[Excerpts from a dataset]
:::::
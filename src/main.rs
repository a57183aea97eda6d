//! emmet-bridge - run Emmet editor commands against a file
//!
//! Prints one result per line on stdout; logs go to stderr.

use std::env;
use std::path::PathBuf;
use std::process;

use tracing::debug;
use tracing_subscriber::EnvFilter;

use emmet_bridge::context::{self, EditorContext};
use emmet_bridge::matcher::Direction;
use emmet_bridge::syntax::{ScopeView, SyntaxKind};
use emmet_bridge::{
    balance_for, css_section, evaluate_math, extract_abbreviation, select_item, text, Document,
    Error, MathOptions, Result, SyntaxRegistry,
};

fn main() {
    init_logging();

    if let Err(e) = run() {
        eprintln!("Error: {}", e);
        // Bad input under the cursor is distinguishable from usage errors
        process::exit(if e.is_malformed() { 2 } else { 1 });
    }
}

fn init_logging() {
    let filter = EnvFilter::try_from_default_env()
        .unwrap_or_else(|_| EnvFilter::new("emmet_bridge=warn"));

    tracing_subscriber::fmt()
        .with_env_filter(filter)
        .with_target(false)
        .with_writer(std::io::stderr)
        .init();
}

#[derive(Debug, Clone, Copy, PartialEq, Eq)]
enum Command {
    Context,
    Extract,
    BalanceIn,
    BalanceOut,
    NextItem,
    PrevItem,
    Section,
    Math,
}

impl Command {
    fn parse(name: &str) -> Option<Self> {
        match name {
            "context" => Some(Command::Context),
            "extract" => Some(Command::Extract),
            "balance-in" => Some(Command::BalanceIn),
            "balance-out" => Some(Command::BalanceOut),
            "next-item" => Some(Command::NextItem),
            "prev-item" => Some(Command::PrevItem),
            "section" => Some(Command::Section),
            "math" => Some(Command::Math),
            _ => None,
        }
    }
}

/// Parsed command line
#[derive(Debug, PartialEq, Eq)]
struct Args {
    command: Command,
    file: PathBuf,
    position: String,
    syntax: Option<String>,
    properties: bool,
}

/// What the command line asks for
#[derive(Debug, PartialEq, Eq)]
enum Invocation {
    Help,
    Version,
    Run(Args),
}

fn parse_args(args: &[String]) -> Result<Invocation> {
    let mut positional = Vec::new();
    let mut syntax = None;
    let mut properties = false;

    let mut iter = args.iter();
    while let Some(arg) = iter.next() {
        match arg.as_str() {
            "--help" | "-h" => return Ok(Invocation::Help),
            "--version" | "-V" => return Ok(Invocation::Version),
            "--syntax" => {
                let name = iter
                    .next()
                    .ok_or_else(|| Error::Message("--syntax needs a value".to_string()))?;
                syntax = Some(name.clone());
            }
            "--properties" => properties = true,
            s if s.starts_with('-') && s.len() > 1 => {
                return Err(Error::Message(format!("unknown option: {}", s)));
            }
            _ => positional.push(arg.clone()),
        }
    }

    let [command, file, position] = <[String; 3]>::try_from(positional).map_err(|_| {
        Error::Message("expected <COMMAND> <FILE> <POSITION> (see --help)".to_string())
    })?;
    let command = Command::parse(&command)
        .ok_or_else(|| Error::Message(format!("unknown command: {}", command)))?;

    Ok(Invocation::Run(Args {
        command,
        file: PathBuf::from(file),
        position,
        syntax,
        properties,
    }))
}

/// Byte offset from `OFFSET` or `LINE:COLUMN` (1-based line, 0-based column)
fn parse_position(code: &str, position: &str) -> Result<usize> {
    let invalid = || Error::Message(format!("invalid position: {}", position));

    match position.split_once(':') {
        Some((line, col)) => {
            let line: usize = line.parse().map_err(|_| invalid())?;
            let col: usize = col.parse().map_err(|_| invalid())?;
            if line == 0 {
                return Err(invalid());
            }
            text::offset_at(code, line - 1, col).ok_or_else(invalid)
        }
        None => position.parse().map_err(|_| invalid()),
    }
}

/// `LINE:COLUMN` for a byte offset, in the form `parse_position` accepts
fn format_position(code: &str, pos: usize) -> String {
    let (line, col) = text::position_of(code, pos);
    format!("{}:{}", line + 1, col)
}

fn run() -> Result<()> {
    let args: Vec<String> = env::args().skip(1).collect();

    let args = match parse_args(&args)? {
        Invocation::Help => {
            print_usage();
            return Ok(());
        }
        Invocation::Version => {
            print_version();
            return Ok(());
        }
        Invocation::Run(args) => args,
    };

    let registry = SyntaxRegistry::with_defaults();
    let doc = match &args.syntax {
        Some(name) => {
            let text = std::fs::read_to_string(&args.file)?;
            if registry.get(name).is_none() {
                return Err(Error::Message(format!("unknown syntax: {}", name)));
            }
            Document::with_syntax_name(text, name, &registry)
        }
        None => Document::open(&args.file, &registry)?,
    };
    let pos = parse_position(doc.text(), &args.position)?;
    debug!("{:?} at {} in {}", args.command, pos, args.file.display());

    for line in execute(&doc, &args, pos)? {
        println!("{}", line);
    }
    Ok(())
}

/// Run a command, returning output lines
fn execute(doc: &Document, args: &Args, pos: usize) -> Result<Vec<String>> {
    let code = doc.text();
    let mut out = Vec::new();

    match args.command {
        Command::Context => {
            let ctx = context::resolve(doc, pos, true);
            out.push(format!("syntax: {}", ctx.syntax));
            out.push(format!("type: {}", ctx.kind.name()));
            out.push(format!("inline: {}", ctx.inline));
            if ctx.jsx {
                out.push("jsx: true".to_string());
            }
            if ctx.xml {
                out.push("xml: true".to_string());
            }
            match &ctx.context {
                Some(EditorContext::Tag(tag)) => {
                    out.push(format!("tag: {} {}", tag.name, tag.open));
                    for (name, value) in &tag.attributes {
                        match value {
                            Some(value) => out.push(format!("  {}={}", name, value)),
                            None => out.push(format!("  {}", name)),
                        }
                    }
                }
                Some(EditorContext::Property(prop)) => {
                    out.push(format!("property: {}", prop.name));
                }
                None => {}
            }
        }
        Command::Extract => match extract_abbreviation(doc, pos, None)? {
            Some((found, _)) => {
                out.push(found.abbreviation.clone());
                out.push(format!(
                    "start: {} location: {} end: {}",
                    found.start, found.location, found.end
                ));
                out.push(format!("at: {}", format_position(code, found.start)));
            }
            None => out.push("no abbreviation".to_string()),
        },
        Command::BalanceIn | Command::BalanceOut => {
            let direction = if args.command == Command::BalanceIn {
                Direction::Inward
            } else {
                Direction::Outward
            };
            // Embedded CSS is balanced as part of its host document
            let kind = doc.syntax().kind;
            for span in balance_for(kind, doc.syntax().xml, code, pos, direction) {
                out.push(span.to_string());
            }
        }
        Command::NextItem | Command::PrevItem => {
            let is_css = doc.syntax().kind == SyntaxKind::Stylesheet;
            let is_previous = args.command == Command::PrevItem;
            if let Some(model) = select_item(code, pos, is_css, is_previous) {
                out.push(model.span().to_string());
                out.extend(
                    model
                        .ranges
                        .iter()
                        .map(|r| format!("  {} {}", r, r.slice(code))),
                );
            }
        }
        Command::Section => {
            if let Some(section) = css_section(code, pos, args.properties) {
                out.push(section.span.to_string());
                for prop in section.properties.iter().flatten() {
                    out.push(format!(
                        "  {}: {}",
                        prop.name.slice(code),
                        prop.value.slice(code)
                    ));
                }
            }
        }
        Command::Math => {
            if let Some(result) = evaluate_math(code, pos, MathOptions::default()) {
                out.push(result.snippet);
                out.push(format!("{}..{}", result.start, result.end));
            }
        }
    }

    Ok(out)
}

fn print_usage() {
    println!(
        "emmet-bridge {} - Emmet editor commands for a file",
        env!("CARGO_PKG_VERSION")
    );
    println!();
    println!("Usage: emmet-bridge <COMMAND> <FILE> <POSITION> [OPTIONS]");
    println!();
    println!("Commands:");
    println!("  context        Syntax and enclosing tag or CSS property");
    println!("  extract        Abbreviation ending at the position");
    println!("  balance-in     Spans to shrink the selection through");
    println!("  balance-out    Spans to grow the selection through");
    println!("  next-item      Next tag or CSS item");
    println!("  prev-item      Previous tag or CSS item");
    println!("  section        CSS rule around the position");
    println!("  math           Evaluate the expression ending at the position");
    println!();
    println!("POSITION is a byte offset or LINE:COLUMN (line from 1, column from 0)");
    println!();
    println!("Options:");
    println!("  --syntax NAME  Syntax to use instead of detecting by extension");
    println!("  --properties   List declarations for `section`");
    println!("  -h, --help     Show this help message");
    println!("  -V, --version  Show version information");
    println!();
    println!("Set RUST_LOG=emmet_bridge=debug for diagnostics");
}

fn print_version() {
    println!("emmet-bridge {}", env!("CARGO_PKG_VERSION"));
}

#[cfg(test)]
mod tests {
    use super::*;

    fn strings(args: &[&str]) -> Vec<String> {
        args.iter().map(|s| s.to_string()).collect()
    }

    fn run_args(args: &[&str]) -> Args {
        match parse_args(&strings(args)).unwrap() {
            Invocation::Run(args) => args,
            other => panic!("expected run, got {:?}", other),
        }
    }

    #[test]
    fn test_parse_args() {
        let args = run_args(&["extract", "a.html", "12", "--syntax", "xml"]);
        assert_eq!(args.command, Command::Extract);
        assert_eq!(args.file, PathBuf::from("a.html"));
        assert_eq!(args.position, "12");
        assert_eq!(args.syntax.as_deref(), Some("xml"));
        assert!(!args.properties);

        let args = run_args(&["section", "--properties", "a.css", "3:4"]);
        assert!(args.properties);
        assert_eq!(args.position, "3:4");
    }

    #[test]
    fn test_parse_args_flags() {
        assert_eq!(parse_args(&strings(&["-h"])).unwrap(), Invocation::Help);
        assert_eq!(
            parse_args(&strings(&["math", "--version"])).unwrap(),
            Invocation::Version
        );
    }

    #[test]
    fn test_parse_args_errors() {
        assert!(parse_args(&strings(&["extract", "a.html"])).is_err());
        assert!(parse_args(&strings(&["explode", "a.html", "1"])).is_err());
        assert!(parse_args(&strings(&["extract", "a.html", "1", "--syntax"])).is_err());
        assert!(parse_args(&strings(&["extract", "a.html", "1", "--bogus"])).is_err());
    }

    #[test]
    fn test_parse_position() {
        let text = "ab\ncdef\n";
        assert_eq!(parse_position(text, "5").unwrap(), 5);
        assert_eq!(parse_position(text, "2:1").unwrap(), 4);
        assert_eq!(parse_position(text, "1:0").unwrap(), 0);
        assert!(parse_position(text, "0:1").is_err());
        assert!(parse_position(text, "9:0").is_err());
        assert!(parse_position(text, "x").is_err());
    }

    #[test]
    fn test_format_position_reads_back() {
        let text = "ab\ncdef\n";
        assert_eq!(format_position(text, 4), "2:1");
        assert_eq!(parse_position(text, &format_position(text, 4)).unwrap(), 4);
        assert_eq!(format_position(text, 0), "1:0");
    }

    fn exec(code: &str, syntax: &str, command: Command, pos: usize) -> Vec<String> {
        let doc = Document::with_syntax_name(code, syntax, &SyntaxRegistry::with_defaults());
        let args = Args {
            command,
            file: PathBuf::from("test"),
            position: pos.to_string(),
            syntax: Some(syntax.to_string()),
            properties: true,
        };
        execute(&doc, &args, pos).unwrap()
    }

    #[test]
    fn test_execute_extract_and_math() {
        assert_eq!(
            exec("ul>li*3", "html", Command::Extract, 7),
            vec!["ul>li*3", "start: 0 location: 0 end: 7", "at: 1:0"]
        );
        assert_eq!(exec("hello ", "html", Command::Extract, 6), vec!["no abbreviation"]);
        assert_eq!(exec("w: 2/3", "css", Command::Math, 6), vec!["0.6667", "3..6"]);
    }

    #[test]
    fn test_execute_context_and_section() {
        let code = "a { color: red; }";
        let pos = code.find("red").unwrap();
        assert_eq!(
            exec(code, "css", Command::Context, pos),
            vec!["syntax: css", "type: stylesheet", "inline: false", "property: color"]
        );
        assert_eq!(
            exec(code, "css", Command::Section, pos),
            vec!["0..17", "  color: red"]
        );
    }

    #[test]
    fn test_execute_balance_and_items() {
        let code = "<p class=\"a\">x</p>";
        assert_eq!(
            exec(code, "html", Command::BalanceOut, 13),
            vec!["13..14", "0..18"]
        );
        assert_eq!(
            exec(code, "html", Command::NextItem, 0),
            vec!["0..13", "  1..2 p", "  3..12 class=\"a\"", "  10..11 a"]
        );
    }
}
:::::
Task statement - Starting at the first line of the data above, please restate word for word every line up to and including the one that holds "use tracing::debug;", and add nothing else.

Solution to this exercise -
filename src/main.rs
repository a57183aea97eda6d
//! emmet-bridge - run Emmet editor commands against a file
//!
//! Prints one result per line on stdout; logs go to stderr.

use std::env;
use std::path::PathBuf;
use std::process;

use tracing::debug;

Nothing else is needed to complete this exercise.